• _What to produce_: Among the lines of the material below, how many carry the word "other"? Only the number is wanted.

• _Extracted records_:
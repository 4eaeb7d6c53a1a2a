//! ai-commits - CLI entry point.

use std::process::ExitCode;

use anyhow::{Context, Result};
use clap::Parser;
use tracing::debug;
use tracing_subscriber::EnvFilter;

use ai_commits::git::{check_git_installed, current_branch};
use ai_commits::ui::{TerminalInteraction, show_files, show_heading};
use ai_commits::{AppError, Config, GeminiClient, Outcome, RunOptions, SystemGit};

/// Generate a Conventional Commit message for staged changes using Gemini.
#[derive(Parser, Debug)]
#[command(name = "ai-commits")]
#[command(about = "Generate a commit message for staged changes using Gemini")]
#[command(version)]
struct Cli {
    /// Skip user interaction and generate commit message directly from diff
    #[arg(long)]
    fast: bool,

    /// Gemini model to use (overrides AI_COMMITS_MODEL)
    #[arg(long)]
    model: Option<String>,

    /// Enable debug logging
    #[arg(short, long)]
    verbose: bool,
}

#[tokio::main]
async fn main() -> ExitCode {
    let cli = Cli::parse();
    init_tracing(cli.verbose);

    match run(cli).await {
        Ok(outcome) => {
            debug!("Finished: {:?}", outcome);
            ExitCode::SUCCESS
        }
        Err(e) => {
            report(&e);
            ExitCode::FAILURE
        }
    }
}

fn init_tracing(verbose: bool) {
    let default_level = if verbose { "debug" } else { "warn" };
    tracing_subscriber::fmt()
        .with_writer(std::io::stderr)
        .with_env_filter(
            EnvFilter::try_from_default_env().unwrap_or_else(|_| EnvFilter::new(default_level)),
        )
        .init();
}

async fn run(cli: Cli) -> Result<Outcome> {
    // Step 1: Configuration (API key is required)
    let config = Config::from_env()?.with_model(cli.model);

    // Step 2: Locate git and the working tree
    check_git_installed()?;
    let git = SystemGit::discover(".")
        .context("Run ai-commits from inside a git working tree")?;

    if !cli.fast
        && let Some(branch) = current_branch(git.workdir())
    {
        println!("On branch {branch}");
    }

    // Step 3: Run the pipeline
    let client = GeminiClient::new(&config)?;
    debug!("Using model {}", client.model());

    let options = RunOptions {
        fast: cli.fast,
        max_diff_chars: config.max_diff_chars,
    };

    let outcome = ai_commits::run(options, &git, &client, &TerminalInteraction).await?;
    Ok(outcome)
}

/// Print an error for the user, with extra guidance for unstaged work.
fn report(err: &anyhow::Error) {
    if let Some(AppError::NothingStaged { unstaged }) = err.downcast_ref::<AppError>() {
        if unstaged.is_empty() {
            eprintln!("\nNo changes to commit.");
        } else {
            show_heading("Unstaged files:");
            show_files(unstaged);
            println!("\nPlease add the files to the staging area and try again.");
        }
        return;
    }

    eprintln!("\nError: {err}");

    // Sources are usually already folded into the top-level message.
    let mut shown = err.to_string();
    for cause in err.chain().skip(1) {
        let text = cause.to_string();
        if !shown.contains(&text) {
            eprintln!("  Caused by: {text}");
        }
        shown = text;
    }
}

---

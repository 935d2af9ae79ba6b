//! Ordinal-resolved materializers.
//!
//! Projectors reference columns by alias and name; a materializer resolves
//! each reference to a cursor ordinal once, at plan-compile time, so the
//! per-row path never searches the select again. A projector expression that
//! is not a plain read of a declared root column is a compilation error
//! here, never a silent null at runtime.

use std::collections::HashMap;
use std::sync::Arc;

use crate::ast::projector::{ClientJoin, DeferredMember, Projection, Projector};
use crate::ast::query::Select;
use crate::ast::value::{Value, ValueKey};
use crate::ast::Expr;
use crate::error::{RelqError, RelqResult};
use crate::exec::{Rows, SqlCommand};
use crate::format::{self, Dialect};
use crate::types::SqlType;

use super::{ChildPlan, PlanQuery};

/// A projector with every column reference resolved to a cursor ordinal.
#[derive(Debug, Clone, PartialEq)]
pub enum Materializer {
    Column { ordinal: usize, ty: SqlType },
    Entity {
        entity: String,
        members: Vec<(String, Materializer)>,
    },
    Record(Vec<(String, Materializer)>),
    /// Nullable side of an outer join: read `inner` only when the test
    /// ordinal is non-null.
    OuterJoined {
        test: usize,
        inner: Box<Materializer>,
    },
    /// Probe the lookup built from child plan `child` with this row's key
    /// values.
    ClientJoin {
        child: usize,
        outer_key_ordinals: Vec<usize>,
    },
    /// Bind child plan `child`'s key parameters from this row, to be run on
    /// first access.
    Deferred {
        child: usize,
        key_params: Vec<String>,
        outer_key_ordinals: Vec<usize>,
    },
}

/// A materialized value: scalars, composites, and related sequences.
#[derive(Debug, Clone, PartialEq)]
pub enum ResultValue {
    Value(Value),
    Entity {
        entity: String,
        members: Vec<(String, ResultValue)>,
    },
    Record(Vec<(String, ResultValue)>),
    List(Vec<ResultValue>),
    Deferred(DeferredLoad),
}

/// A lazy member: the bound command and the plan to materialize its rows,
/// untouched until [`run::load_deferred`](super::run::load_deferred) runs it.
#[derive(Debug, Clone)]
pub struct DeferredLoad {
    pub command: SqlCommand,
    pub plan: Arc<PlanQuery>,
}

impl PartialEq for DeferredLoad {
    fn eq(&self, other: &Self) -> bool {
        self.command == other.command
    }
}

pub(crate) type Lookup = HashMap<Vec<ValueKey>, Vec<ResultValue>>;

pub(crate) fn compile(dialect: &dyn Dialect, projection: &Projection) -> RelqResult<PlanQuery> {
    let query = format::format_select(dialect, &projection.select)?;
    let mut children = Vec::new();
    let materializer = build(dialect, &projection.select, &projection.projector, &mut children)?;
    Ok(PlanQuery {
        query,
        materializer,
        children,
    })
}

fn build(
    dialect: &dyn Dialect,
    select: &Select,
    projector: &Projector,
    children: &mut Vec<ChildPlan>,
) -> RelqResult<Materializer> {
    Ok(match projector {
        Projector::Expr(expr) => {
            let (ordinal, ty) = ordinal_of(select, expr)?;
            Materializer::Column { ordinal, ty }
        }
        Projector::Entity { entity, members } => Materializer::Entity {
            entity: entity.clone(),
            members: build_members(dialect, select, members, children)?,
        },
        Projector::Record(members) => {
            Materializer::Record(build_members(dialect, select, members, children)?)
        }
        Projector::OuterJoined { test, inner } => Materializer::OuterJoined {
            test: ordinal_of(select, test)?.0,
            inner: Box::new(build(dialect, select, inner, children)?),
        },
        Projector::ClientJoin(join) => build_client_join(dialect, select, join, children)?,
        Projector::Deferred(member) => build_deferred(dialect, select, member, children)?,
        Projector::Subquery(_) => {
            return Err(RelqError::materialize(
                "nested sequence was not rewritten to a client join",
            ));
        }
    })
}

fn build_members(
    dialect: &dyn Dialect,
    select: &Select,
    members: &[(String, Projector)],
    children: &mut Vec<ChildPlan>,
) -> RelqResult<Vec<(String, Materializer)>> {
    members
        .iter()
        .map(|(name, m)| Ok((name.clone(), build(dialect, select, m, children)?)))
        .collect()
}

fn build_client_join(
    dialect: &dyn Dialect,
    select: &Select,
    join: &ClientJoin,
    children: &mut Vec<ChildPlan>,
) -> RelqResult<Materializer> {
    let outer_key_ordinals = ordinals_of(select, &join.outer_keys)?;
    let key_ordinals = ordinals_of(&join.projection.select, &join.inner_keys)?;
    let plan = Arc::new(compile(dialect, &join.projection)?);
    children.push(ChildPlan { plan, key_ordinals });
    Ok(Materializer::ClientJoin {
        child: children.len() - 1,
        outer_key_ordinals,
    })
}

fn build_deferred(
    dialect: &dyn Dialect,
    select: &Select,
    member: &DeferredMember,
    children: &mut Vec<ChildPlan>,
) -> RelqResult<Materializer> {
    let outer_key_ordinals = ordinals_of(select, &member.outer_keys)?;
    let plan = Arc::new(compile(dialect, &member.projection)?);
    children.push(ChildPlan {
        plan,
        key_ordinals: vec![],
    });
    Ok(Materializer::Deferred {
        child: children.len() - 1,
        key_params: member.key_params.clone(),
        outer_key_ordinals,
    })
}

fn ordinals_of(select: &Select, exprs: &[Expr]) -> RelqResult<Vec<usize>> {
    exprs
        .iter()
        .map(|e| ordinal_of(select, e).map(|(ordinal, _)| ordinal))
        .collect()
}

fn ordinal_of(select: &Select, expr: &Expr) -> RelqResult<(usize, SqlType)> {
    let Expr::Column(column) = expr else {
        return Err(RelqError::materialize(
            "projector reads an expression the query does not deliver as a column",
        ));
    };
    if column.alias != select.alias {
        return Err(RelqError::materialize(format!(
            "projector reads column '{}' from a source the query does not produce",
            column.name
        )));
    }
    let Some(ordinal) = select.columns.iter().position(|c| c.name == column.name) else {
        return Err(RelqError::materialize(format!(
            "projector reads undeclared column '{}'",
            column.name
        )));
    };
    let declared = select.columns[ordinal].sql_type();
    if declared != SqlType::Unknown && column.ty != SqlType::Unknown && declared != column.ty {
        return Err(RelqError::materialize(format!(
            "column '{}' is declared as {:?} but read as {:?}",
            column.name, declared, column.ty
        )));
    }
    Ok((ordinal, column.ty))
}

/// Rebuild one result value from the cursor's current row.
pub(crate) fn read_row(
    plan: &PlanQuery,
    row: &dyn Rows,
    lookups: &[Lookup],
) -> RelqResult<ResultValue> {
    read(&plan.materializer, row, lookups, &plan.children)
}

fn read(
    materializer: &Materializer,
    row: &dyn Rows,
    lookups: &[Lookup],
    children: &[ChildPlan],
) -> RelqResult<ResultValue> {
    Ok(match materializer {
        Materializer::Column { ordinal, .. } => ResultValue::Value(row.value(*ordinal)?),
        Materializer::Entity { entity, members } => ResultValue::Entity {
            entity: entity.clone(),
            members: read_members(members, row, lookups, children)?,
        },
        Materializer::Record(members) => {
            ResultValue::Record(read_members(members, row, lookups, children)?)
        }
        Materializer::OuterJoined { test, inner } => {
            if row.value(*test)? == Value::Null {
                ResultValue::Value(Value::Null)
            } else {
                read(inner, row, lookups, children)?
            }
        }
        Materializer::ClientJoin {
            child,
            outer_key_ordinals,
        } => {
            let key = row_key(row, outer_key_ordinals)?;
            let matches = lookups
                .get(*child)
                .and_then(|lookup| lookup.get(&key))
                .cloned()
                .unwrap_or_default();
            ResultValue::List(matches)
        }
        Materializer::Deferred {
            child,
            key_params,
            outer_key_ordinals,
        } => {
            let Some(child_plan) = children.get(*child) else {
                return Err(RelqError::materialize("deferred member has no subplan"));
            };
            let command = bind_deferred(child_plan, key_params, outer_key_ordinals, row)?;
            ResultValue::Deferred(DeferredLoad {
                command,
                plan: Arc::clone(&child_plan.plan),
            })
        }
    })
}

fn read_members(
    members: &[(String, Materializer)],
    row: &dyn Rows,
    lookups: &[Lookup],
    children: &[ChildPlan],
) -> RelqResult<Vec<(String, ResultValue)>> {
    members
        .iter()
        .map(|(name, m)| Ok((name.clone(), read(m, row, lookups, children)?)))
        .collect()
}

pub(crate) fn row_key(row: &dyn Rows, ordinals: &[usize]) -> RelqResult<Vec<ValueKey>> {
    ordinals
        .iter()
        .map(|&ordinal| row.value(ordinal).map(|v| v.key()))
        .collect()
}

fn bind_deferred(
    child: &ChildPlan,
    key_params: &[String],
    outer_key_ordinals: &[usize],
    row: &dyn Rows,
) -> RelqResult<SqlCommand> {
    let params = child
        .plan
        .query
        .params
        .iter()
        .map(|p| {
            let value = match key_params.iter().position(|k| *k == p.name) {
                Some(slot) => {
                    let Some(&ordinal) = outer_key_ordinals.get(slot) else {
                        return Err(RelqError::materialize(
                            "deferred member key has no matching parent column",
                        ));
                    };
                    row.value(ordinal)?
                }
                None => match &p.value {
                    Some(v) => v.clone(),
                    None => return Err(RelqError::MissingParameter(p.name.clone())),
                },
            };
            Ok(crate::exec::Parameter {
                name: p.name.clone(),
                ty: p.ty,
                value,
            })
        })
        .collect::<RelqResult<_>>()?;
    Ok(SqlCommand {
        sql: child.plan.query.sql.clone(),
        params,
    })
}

--

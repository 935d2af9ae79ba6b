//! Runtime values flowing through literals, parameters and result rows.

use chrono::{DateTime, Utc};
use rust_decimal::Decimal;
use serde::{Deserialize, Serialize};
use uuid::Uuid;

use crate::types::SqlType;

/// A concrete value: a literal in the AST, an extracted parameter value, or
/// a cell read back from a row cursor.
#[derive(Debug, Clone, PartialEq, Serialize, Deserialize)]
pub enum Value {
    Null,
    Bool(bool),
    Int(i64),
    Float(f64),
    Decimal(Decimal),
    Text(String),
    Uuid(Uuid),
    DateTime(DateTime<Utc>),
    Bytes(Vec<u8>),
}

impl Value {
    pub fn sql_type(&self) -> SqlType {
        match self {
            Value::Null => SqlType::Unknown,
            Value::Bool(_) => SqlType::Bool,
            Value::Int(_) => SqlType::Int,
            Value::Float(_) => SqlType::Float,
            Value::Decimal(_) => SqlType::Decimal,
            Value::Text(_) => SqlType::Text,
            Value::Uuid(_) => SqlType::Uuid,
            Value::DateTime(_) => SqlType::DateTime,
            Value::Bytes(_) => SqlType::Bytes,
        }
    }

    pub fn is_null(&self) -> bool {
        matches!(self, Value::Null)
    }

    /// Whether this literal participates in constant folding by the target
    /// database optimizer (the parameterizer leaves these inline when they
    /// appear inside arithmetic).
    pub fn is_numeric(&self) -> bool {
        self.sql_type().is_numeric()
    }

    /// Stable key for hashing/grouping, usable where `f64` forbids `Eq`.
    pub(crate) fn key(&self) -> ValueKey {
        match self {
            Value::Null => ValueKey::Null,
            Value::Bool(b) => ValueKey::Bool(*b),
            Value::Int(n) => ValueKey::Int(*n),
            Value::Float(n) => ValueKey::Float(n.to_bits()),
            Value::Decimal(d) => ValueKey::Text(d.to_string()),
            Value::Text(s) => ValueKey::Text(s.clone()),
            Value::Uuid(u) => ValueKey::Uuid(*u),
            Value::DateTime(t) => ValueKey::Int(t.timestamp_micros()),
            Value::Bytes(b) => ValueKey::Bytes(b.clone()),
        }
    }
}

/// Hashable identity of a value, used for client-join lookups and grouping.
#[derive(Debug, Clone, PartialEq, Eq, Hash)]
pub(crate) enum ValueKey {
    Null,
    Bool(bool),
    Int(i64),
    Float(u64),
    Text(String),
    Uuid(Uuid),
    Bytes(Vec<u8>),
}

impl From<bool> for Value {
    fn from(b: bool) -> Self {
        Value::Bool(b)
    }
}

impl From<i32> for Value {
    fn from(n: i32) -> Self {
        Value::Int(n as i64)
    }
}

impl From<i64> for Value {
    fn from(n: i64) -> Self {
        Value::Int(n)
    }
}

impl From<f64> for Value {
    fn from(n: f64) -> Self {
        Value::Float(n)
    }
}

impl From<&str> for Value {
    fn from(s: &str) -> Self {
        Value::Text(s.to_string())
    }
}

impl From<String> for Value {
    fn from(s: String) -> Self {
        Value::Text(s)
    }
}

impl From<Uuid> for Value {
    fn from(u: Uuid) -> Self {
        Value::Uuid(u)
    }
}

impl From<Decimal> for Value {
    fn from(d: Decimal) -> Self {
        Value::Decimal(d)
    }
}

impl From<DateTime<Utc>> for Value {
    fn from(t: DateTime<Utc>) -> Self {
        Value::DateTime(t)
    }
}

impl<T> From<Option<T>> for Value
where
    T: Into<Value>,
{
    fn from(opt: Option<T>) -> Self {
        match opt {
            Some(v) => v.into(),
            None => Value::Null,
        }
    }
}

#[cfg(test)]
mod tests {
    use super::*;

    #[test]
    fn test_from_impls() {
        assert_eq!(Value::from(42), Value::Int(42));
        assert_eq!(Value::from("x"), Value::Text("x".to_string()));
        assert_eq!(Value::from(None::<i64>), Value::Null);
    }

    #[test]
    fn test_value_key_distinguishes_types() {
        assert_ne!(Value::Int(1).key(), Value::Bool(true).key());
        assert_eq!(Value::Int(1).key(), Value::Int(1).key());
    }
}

• _Finished task_: 2